Excellent article by David.
First, it points to something that our media seems to have lost touch with when reporting on technology, abusive company practices. I hope that more reporters will take an aggressive look at industry/company practices. Second, it points to how corrrupt an unfettered free market can become. The usual response by many is not to buy from the company. While that is the correct solution, I have significant reservations that this would actually cause a company to meaningfully change. Talk is cheap and there is always a new angle for cheating the customer. An obvious example is Sprint, which has been loosing customers for many years and, based on what I have been reading, still has abysmal customer service and the company is still in business. The fact that the market has not caused these companies to become reputable (to me anyway), which implies the need for regulation. (We essentially have a lawless frontier town, time for a sheriff to clean things up. Also I wonder with some companies, whether management even cares if the company survives, since they get paid even if the company goes bankrupt.)
Third, time for my "Sprint Bad" comment. Sprint was subject to a class action lawsuit for "improper" billing practices. As is typical of class action lawsuits, the settlement agreement was only for a credit off of future bills. Since we had dropped Sprint by that time we were not eligible for a refund!
[Comment at 07/24/2009 05:54 AM by Steve R.]
I've been reading the responses by the public to David's article. In my second comment above, I mention how corrupt, and unfettered free market can become. The public comments also raise the specter of another market failure with an unfettered free market, innovation.

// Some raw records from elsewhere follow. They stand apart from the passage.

use thiserror::Error;

#[derive(Debug, Error)]
pub enum Error {
    #[error("I/O error: {0}")]
    Io(#[from] std::io::Error),

    #[error("JSON error: {0}")]
    Json(#[from] serde_json::Error),

    #[error("Configuration error: {0}")]
    Config(String),

    #[error("Invalid filter {field}: {value}")]
    InvalidFilter { field: String, value: String },

    #[error("Invalid quarter: {0}")]
    QuarterParse(String),

    #[error("Invalid stage override: {0}")]
    InvalidOverride(String),

    #[error("Entity not found: {0}")]
    NotFound(String),

    #[error("{0}")]
    Other(String),
}

impl Error {
    pub(crate) fn invalid_filter(field: &str, value: &str) -> Self {
        Error::InvalidFilter {
            field: field.to_string(),
            value: value.to_string(),
        }
    }
}

pub type Result<T> = std::result::Result<T, Error>;
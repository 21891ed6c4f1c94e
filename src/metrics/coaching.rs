use super::policy::CoachingThresholds;
use super::types::{AeCoachingInput, CoachingFlag, CoachingFlagKind, FlagSeverity};

pub fn build_coaching_flags(inputs: &[AeCoachingInput]) -> Vec<CoachingFlag> {
    build_coaching_flags_with(&CoachingThresholds::DEFAULT, inputs)
}

/// Evaluate every rule for every input. Rules are independent, so one AE
/// can raise several flags; output follows input order, then rule order.
pub fn build_coaching_flags_with(
    t: &CoachingThresholds,
    inputs: &[AeCoachingInput],
) -> Vec<CoachingFlag> {
    let mut flags = Vec::new();

    for input in inputs {
        let mut push = |flag: CoachingFlagKind, severity: FlagSeverity, detail: String| {
            flags.push(CoachingFlag {
                ae_id: input.ae_id.clone(),
                ae_name: input.ae_name.clone(),
                flag,
                severity,
                detail,
            });
        };

        if input.pipeline_coverage < t.coverage_goal {
            push(
                CoachingFlagKind::LowPipelineCoverage,
                high_if(input.pipeline_coverage < t.coverage_high),
                format!(
                    "Coverage {:.2}x is below {}x goal",
                    input.pipeline_coverage, t.coverage_goal
                ),
            );
        }

        if input.slipping_deals >= t.slipping_min {
            push(
                CoachingFlagKind::SlippingDates,
                high_if(input.slipping_deals >= t.slipping_high),
                format!(
                    "{} deals slipped close date in last 30 days",
                    input.slipping_deals
                ),
            );
        }

        if input.avg_discount > t.discount_max {
            push(
                CoachingFlagKind::HighDiscount,
                high_if(input.avg_discount > t.discount_high),
                format!(
                    "Avg requested discount {:.1}% above guardrail",
                    input.avg_discount * 100.0
                ),
            );
        }

        if input.stakeholder_count_avg < t.multithread_goal {
            push(
                CoachingFlagKind::LowMultiThreading,
                high_if(input.stakeholder_count_avg < t.multithread_high),
                format!(
                    "Average {:.1} stakeholder threads",
                    input.stakeholder_count_avg
                ),
            );
        }

        if input.renewal_touches_30d < t.renewal_touch_min {
            push(
                CoachingFlagKind::LowRenewalTouch,
                FlagSeverity::Medium,
                format!(
                    "{} renewal touches in last 30 days",
                    input.renewal_touches_30d
                ),
            );
        }
    }

    flags
}

fn high_if(condition: bool) -> FlagSeverity {
    if condition {
        FlagSeverity::High
    } else {
        FlagSeverity::Medium
    }
}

Magnoliabell writes: "Bravo! Bravo! Bravo! Thank you so much for writing this up. I thought I was the only one who thought the cell phone companies were bilking the living daylights out of Americans. In Europe, the fees are much more sensible. You know, Europe is fast out-distancing America in technology. Why? Because it is cheaper over here. America r&d's it. Europe imports it and puts it to use at a reasonable cost that the average citizen can afford. When is Congress going to get wise and protect the average citizen in America??? Consumer protection in the USA is a joke."
Also please see Why Japan's Cellphones Haven't Gone Global for the comments I have, or here at the NY Times. As a brief summary R writes: "Japan has amazing innovations, but I don't expect to see them over here anytime soon."
An unfettered free market is not a right to steal and pillage, freedom also means responsibility. It is time for the cell phone (actually all) industry to act responsibly and in an ethical manner. If an industry is unwillingly to clean-up its mess, then regulate.
[Comment at 07/24/2009 06:46 AM by Steve R.]
In my country, cellphone providers are not at all operating on an unfettered free market. For example, the state grants the monopoly to frequencies to a couple of providers as if the state owned "the air".
[Comment at 07/25/2009 07:13 AM by Samuel Hora]
@ Samuel Hora. I would be interested in knowing more about your perception of how American cellphone service compares to other countries.
Here the radio spectrum does belong to the government. The Government then leases it to the phone companies.
[Comment at 07/25/2009 02:07 PM by Steve R.]
Second, it points to how corrrupt an unfettered free market can become.
What "unfettered free market" are you referring to? The cell phone industry is rife with regulation and tax kickbacks. Just check your monthly cell phone bill to see how your pocket is being picked.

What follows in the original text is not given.